Some abbreviations are used in the column names:

* `cos<j>` estimator of the mean cos coefficients of the Fourier transform, harmonic `<j>`
* `cos<j>` estimator of the mean sin coefficients of the Fourier transform, harmonic `<j>`
* `err_cos<j>` estimator of the standard deviation of the cos coefficients mean (standard error), harmonic `<j>`
* `err_sin<j>` estimator of the standard deviation of the sin coefficients mean (standard error), harmonic `<j>`
* `eps2` estimator of the mean square strain
* `nrpo` number of random points outside the region of interest for the current value of `L`

# User guide

It is necessary to install the [NVIDIA CUDA Toolkit](https://developer.nvidia.com/cuda-downloads) to compile the OpenCL code on NVIDIA GPUs.

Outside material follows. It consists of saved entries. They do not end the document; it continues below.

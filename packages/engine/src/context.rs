//! Surroundings-based plot ratios.
//!
//! The master plan leaves the plot ratio of some institutional zone types
//! open; it then follows from what lies around the plot. A plot inside a
//! landed housing area gets the landed ratio and that area's storeys, one
//! next to such an area gets the fringe ratio, and one among dense or
//! industrial neighbours gets the context ratio. Low-density surroundings
//! are tested first, so a landed plot among dense neighbours takes the
//! context ratio. A plot in the central area with none of these loses its
//! master plan ratio.

use std::collections::{BTreeMap, BTreeSet};

use plot_gfa_config::ContextGprConfig;
use plot_gfa_regulation::RegulationIndex;
use plot_gfa_zoning_models::{
    AreaRegulationRecord, ConstraintKind, ContextBasis, ContextGpr, LayerId, LayerTheme, Plot,
    PlotConstraintBundleSet, PlotId, PlotOverlayResult, RegulationZoneLayer, ZoneAssignment,
    ZoneId,
};

/// Where each plot sits: its dominant zones by theme, the programmes those
/// zones allow and its neighbours.
pub struct Surroundings<'a> {
    overlay: &'a PlotOverlayResult,
    themes: &'a BTreeMap<LayerId, LayerTheme>,
    programmes: BTreeMap<(LayerId, ZoneId), BTreeSet<String>>,
    neighbours: BTreeMap<PlotId, Vec<PlotId>>,
}

impl<'a> Surroundings<'a> {
    /// Collects zone programmes from `layers` (the comma separated
    /// `programme_field` attribute) and indexes `links` both ways.
    #[must_use]
    pub fn new(
        overlay: &'a PlotOverlayResult,
        themes: &'a BTreeMap<LayerId, LayerTheme>,
        layers: &[RegulationZoneLayer],
        programme_field: &str,
        links: &[(PlotId, PlotId)],
    ) -> Self {
        let programmes = layers
            .iter()
            .flat_map(|layer| {
                layer.zones.iter().filter_map(move |zone| {
                    let listed = zone.attributes.get(programme_field)?;
                    let set: BTreeSet<String> = listed
                        .split(',')
                        .map(str::trim)
                        .filter(|p| !p.is_empty())
                        .map(String::from)
                        .collect();
                    Some(((layer.id.clone(), zone.id.clone()), set))
                })
            })
            .collect();

        let mut neighbours: BTreeMap<PlotId, Vec<PlotId>> = BTreeMap::new();
        for (a, b) in links {
            if a != b {
                neighbours.entry(a.clone()).or_default().push(b.clone());
                neighbours.entry(b.clone()).or_default().push(a.clone());
            }
        }
        for list in neighbours.values_mut() {
            list.sort();
            list.dedup();
        }

        Self {
            overlay,
            themes,
            programmes,
            neighbours,
        }
    }

    /// Neighbours of `plot`, sorted.
    #[must_use]
    pub fn neighbours_of(&self, plot: &PlotId) -> &[PlotId] {
        self.neighbours.get(plot).map(Vec::as_slice).unwrap_or_default()
    }

    /// Dominant zones of `plot` in layers of `theme`.
    pub fn zones_in(
        &self,
        plot: &PlotId,
        theme: LayerTheme,
    ) -> impl Iterator<Item = (&LayerId, &ZoneId)> + '_ {
        self.overlay
            .layers_for(plot)
            .into_iter()
            .flatten()
            .filter(move |(layer, _)| self.themes.get(*layer) == Some(&theme))
            .filter_map(|(layer, assignment)| match assignment {
                ZoneAssignment::Dominant { zone, .. } => Some((layer, zone)),
                ZoneAssignment::NoZone | ZoneAssignment::Unresolved { .. } => None,
            })
    }

    /// Whether `plot` has a dominant zone in a layer of `theme`.
    #[must_use]
    pub fn is_in(&self, plot: &PlotId, theme: LayerTheme) -> bool {
        self.zones_in(plot, theme).next().is_some()
    }

    /// Programmes allowed by the zones of `theme` that `plot` lies in.
    #[must_use]
    pub fn programmes_of(&self, plot: &PlotId, theme: LayerTheme) -> BTreeSet<String> {
        self.zones_in(plot, theme)
            .filter_map(|(layer, zone)| self.programmes.get(&(layer.clone(), zone.clone())))
            .flatten()
            .cloned()
            .collect()
    }
}

/// Mean master plan ratio of `neighbours`, to one decimal.
fn neighbour_ratio(neighbours: &[PlotId], plots: &BTreeMap<&PlotId, &Plot>) -> Option<f64> {
    let ratios: Vec<f64> = neighbours
        .iter()
        .filter_map(|id| plots.get(id)?.attributes.plot_ratio)
        .collect();
    if ratios.is_empty() {
        return None;
    }
    #[allow(clippy::cast_precision_loss)]
    let mean = ratios.iter().sum::<f64>() / ratios.len() as f64;
    Some((mean * 10.0).round() / 10.0)
}

/// Storey limit of the landed housing zone `plot` lies in.
#[allow(clippy::cast_possible_truncation, clippy::cast_sign_loss)]
fn landed_storeys(
    surroundings: &Surroundings<'_>,
    plot: &PlotId,
    index: &RegulationIndex,
) -> Option<u32> {
    surroundings
        .zones_in(plot, LayerTheme::LandedHousingArea)
        .filter_map(|(layer, zone)| index.area_for(layer, zone))
        .flatten()
        .filter(|r| r.kind == ConstraintKind::StoreyLimit)
        .map(|r| r.value)
        .min_by(f64::total_cmp)
        .map(|v| v.floor().clamp(0.0, f64::from(u32::MAX)) as u32)
}

/// Derives the context ratio of every plot whose zone type has a rule, in
/// plot order. Plots no rule fires for are left out.
#[must_use]
pub fn context_gprs(
    plots: &[Plot],
    surroundings: &Surroundings<'_>,
    index: &RegulationIndex,
    settings: &ContextGprConfig,
) -> Vec<ContextGpr> {
    let by_id: BTreeMap<&PlotId, &Plot> = plots.iter().map(|p| (&p.id, p)).collect();
    let industrial: BTreeSet<&str> = settings.industrial_zones.iter().map(String::as_str).collect();

    let mut contexts = Vec::new();
    for plot in plots {
        let Some(rule) = settings.rule_for(plot.attributes.zone_type.as_deref()) else {
            continue;
        };
        let neighbours = surroundings.neighbours_of(&plot.id);
        let ratio = neighbour_ratio(neighbours, &by_id);
        let low_density = ratio.is_some_and(|r| r <= settings.threshold);
        let high_density = ratio.is_some_and(|r| r > settings.threshold);

        let industrial_neighbours = neighbours.iter().any(|id| {
            by_id
                .get(id)
                .and_then(|p| p.attributes.zone_type.as_deref())
                .is_some_and(|zone| industrial.contains(zone))
        });
        let in_landed = surroundings.is_in(&plot.id, LayerTheme::LandedHousingArea);
        let next_to_landed = neighbours
            .iter()
            .any(|id| surroundings.is_in(id, LayerTheme::LandedHousingArea));

        let context = if in_landed && low_density {
            Some((
                ContextBasis::LandedHousing,
                Some(rule.landed_gpr),
                landed_storeys(surroundings, &plot.id, index),
            ))
        } else if next_to_landed && low_density {
            Some((
                ContextBasis::LandedHousingFringe,
                Some(rule.fringe_gpr),
                Some(rule.fringe_storeys),
            ))
        } else if high_density || industrial_neighbours {
            Some((
                ContextBasis::Surroundings,
                Some(rule.context_gpr),
                Some(rule.context_storeys),
            ))
        } else if surroundings.is_in(&plot.id, LayerTheme::CentralArea) {
            Some((ContextBasis::CentralArea, None, None))
        } else {
            None
        };

        if let Some((basis, plot_ratio, storeys)) = context {
            log::debug!("{}: {basis} context, ratio {plot_ratio:?}", plot.id);
            contexts.push(ContextGpr {
                plot: plot.id.clone(),
                basis,
                plot_ratio,
                storeys,
            });
        }
    }

    log::info!("Assigned context plot ratios to {} plots", contexts.len());
    contexts
}

/// Replaces the master plan ratio of each plot in `contexts` with its
/// context ratio and adds the context storey limit.
pub fn apply_context_gprs(bundles: &mut PlotConstraintBundleSet, contexts: &[ContextGpr]) {
    let masterplan = LayerId::masterplan();

    for context in contexts {
        let Some(bundle) = bundles.get_mut(&context.plot) else {
            continue;
        };
        let zone = ZoneId::from(context.plot.as_str());

        bundle
            .area_records
            .retain(|r| !(r.layer == masterplan && r.kind == ConstraintKind::PlotRatio));
        if let Some(ratio) = context.plot_ratio {
            bundle.area_records.push(AreaRegulationRecord {
                layer: masterplan.clone(),
                zone: zone.clone(),
                kind: ConstraintKind::PlotRatio,
                value: ratio,
            });
        }
        if let Some(storeys) = context.storeys {
            bundle.area_records.push(AreaRegulationRecord {
                layer: masterplan.clone(),
                zone,
                kind: ConstraintKind::StoreyLimit,
                value: f64::from(storeys),
            });
        }
        bundle.area_records.sort_by(AreaRegulationRecord::canonical_cmp);
    }
}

The directory `tests/` contains several examples of package module usage. The docstrings are carefully written and it is recommended to refer to the documentation with the `help()` python command.

The installation from PyPI does not allow the modification of the code. To edit the package and contribute to the development use the following commands in your working directory.
```bash
pip uninstall lpa-xrd
git clone https://github.com/DunstanBecht/lpa-xrd.git
pip install -e lpa-xrd
cd lpa-xrd
git branch <name_of_your_new_branch>
```